• What is expected
Your task is to restate word for word the lines of the listing below that start at the one containing "fn name(&self) ->" and run to the end; please add nothing.

%%

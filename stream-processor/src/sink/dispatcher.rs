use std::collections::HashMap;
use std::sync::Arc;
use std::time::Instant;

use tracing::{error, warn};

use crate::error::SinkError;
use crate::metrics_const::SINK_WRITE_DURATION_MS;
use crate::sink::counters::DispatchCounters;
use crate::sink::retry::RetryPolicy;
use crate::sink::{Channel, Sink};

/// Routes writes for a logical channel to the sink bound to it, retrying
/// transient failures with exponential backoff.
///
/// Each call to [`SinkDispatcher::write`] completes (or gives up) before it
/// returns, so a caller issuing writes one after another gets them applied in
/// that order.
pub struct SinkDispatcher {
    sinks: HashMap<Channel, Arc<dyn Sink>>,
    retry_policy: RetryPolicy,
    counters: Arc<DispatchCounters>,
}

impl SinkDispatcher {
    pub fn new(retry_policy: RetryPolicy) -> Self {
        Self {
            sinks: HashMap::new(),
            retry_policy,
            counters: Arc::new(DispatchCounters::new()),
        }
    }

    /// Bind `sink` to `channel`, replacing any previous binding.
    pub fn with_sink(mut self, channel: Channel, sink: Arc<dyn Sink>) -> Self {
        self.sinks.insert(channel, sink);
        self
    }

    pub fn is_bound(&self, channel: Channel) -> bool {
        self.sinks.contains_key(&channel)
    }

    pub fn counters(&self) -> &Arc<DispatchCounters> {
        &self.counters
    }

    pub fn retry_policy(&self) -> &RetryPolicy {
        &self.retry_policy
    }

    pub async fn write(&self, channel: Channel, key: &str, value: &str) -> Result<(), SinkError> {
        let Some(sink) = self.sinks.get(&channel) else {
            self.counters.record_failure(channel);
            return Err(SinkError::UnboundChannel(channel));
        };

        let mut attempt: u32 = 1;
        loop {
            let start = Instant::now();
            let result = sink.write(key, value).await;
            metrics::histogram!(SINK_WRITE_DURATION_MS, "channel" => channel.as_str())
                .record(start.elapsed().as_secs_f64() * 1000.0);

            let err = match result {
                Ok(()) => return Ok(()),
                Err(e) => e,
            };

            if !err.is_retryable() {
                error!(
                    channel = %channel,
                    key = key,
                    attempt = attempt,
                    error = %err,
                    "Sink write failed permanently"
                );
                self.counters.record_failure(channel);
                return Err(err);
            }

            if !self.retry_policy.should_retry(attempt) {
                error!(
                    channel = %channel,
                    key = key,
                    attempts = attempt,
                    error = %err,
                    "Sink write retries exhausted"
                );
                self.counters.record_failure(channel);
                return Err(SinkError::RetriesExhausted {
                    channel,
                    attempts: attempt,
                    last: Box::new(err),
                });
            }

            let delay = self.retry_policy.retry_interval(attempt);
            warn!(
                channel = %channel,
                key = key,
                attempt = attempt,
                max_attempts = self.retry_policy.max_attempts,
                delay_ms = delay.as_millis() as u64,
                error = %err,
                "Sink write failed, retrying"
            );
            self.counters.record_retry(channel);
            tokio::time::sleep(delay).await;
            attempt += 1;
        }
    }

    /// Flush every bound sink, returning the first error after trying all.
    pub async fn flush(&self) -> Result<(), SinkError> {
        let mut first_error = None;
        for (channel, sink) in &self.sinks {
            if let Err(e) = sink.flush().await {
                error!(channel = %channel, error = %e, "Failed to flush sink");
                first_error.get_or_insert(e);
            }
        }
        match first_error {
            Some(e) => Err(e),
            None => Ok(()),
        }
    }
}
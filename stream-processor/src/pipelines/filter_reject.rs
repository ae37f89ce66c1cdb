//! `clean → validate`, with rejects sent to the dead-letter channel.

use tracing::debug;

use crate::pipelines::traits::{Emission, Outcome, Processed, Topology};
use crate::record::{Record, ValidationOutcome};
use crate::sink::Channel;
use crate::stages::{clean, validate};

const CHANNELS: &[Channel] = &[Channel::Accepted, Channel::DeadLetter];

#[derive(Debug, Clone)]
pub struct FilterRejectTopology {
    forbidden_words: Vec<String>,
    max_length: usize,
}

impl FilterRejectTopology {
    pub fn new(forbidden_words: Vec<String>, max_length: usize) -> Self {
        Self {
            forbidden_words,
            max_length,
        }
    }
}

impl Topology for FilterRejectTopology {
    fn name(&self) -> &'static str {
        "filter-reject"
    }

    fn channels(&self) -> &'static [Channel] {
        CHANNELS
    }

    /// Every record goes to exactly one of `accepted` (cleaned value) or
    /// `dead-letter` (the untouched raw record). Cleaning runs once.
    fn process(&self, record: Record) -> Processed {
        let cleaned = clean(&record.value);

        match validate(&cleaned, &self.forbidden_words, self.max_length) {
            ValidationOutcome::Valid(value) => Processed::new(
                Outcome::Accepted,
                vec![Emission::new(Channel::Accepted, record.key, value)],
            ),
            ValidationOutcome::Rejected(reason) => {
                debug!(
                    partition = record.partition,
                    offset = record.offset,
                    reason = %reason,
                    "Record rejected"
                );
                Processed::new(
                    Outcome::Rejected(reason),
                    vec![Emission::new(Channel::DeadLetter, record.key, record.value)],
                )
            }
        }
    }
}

%%

• Reply
    fn name(&self) -> &'static str {
        "filter-reject"
    }

    fn channels(&self) -> &'static [Channel] {
        CHANNELS
    }

    /// Every record goes to exactly one of `accepted` (cleaned value) or
    /// `dead-letter` (the untouched raw record). Cleaning runs once.
    fn process(&self, record: Record) -> Processed {
        let cleaned = clean(&record.value);

        match validate(&cleaned, &self.forbidden_words, self.max_length) {
            ValidationOutcome::Valid(value) => Processed::new(
                Outcome::Accepted,
                vec![Emission::new(Channel::Accepted, record.key, value)],
            ),
            ValidationOutcome::Rejected(reason) => {
                debug!(
                    partition = record.partition,
                    offset = record.offset,
                    reason = %reason,
                    "Record rejected"
                );
                Processed::new(
                    Outcome::Rejected(reason),
                    vec![Emission::new(Channel::DeadLetter, record.key, record.value)],
                )
            }
        }
    }
}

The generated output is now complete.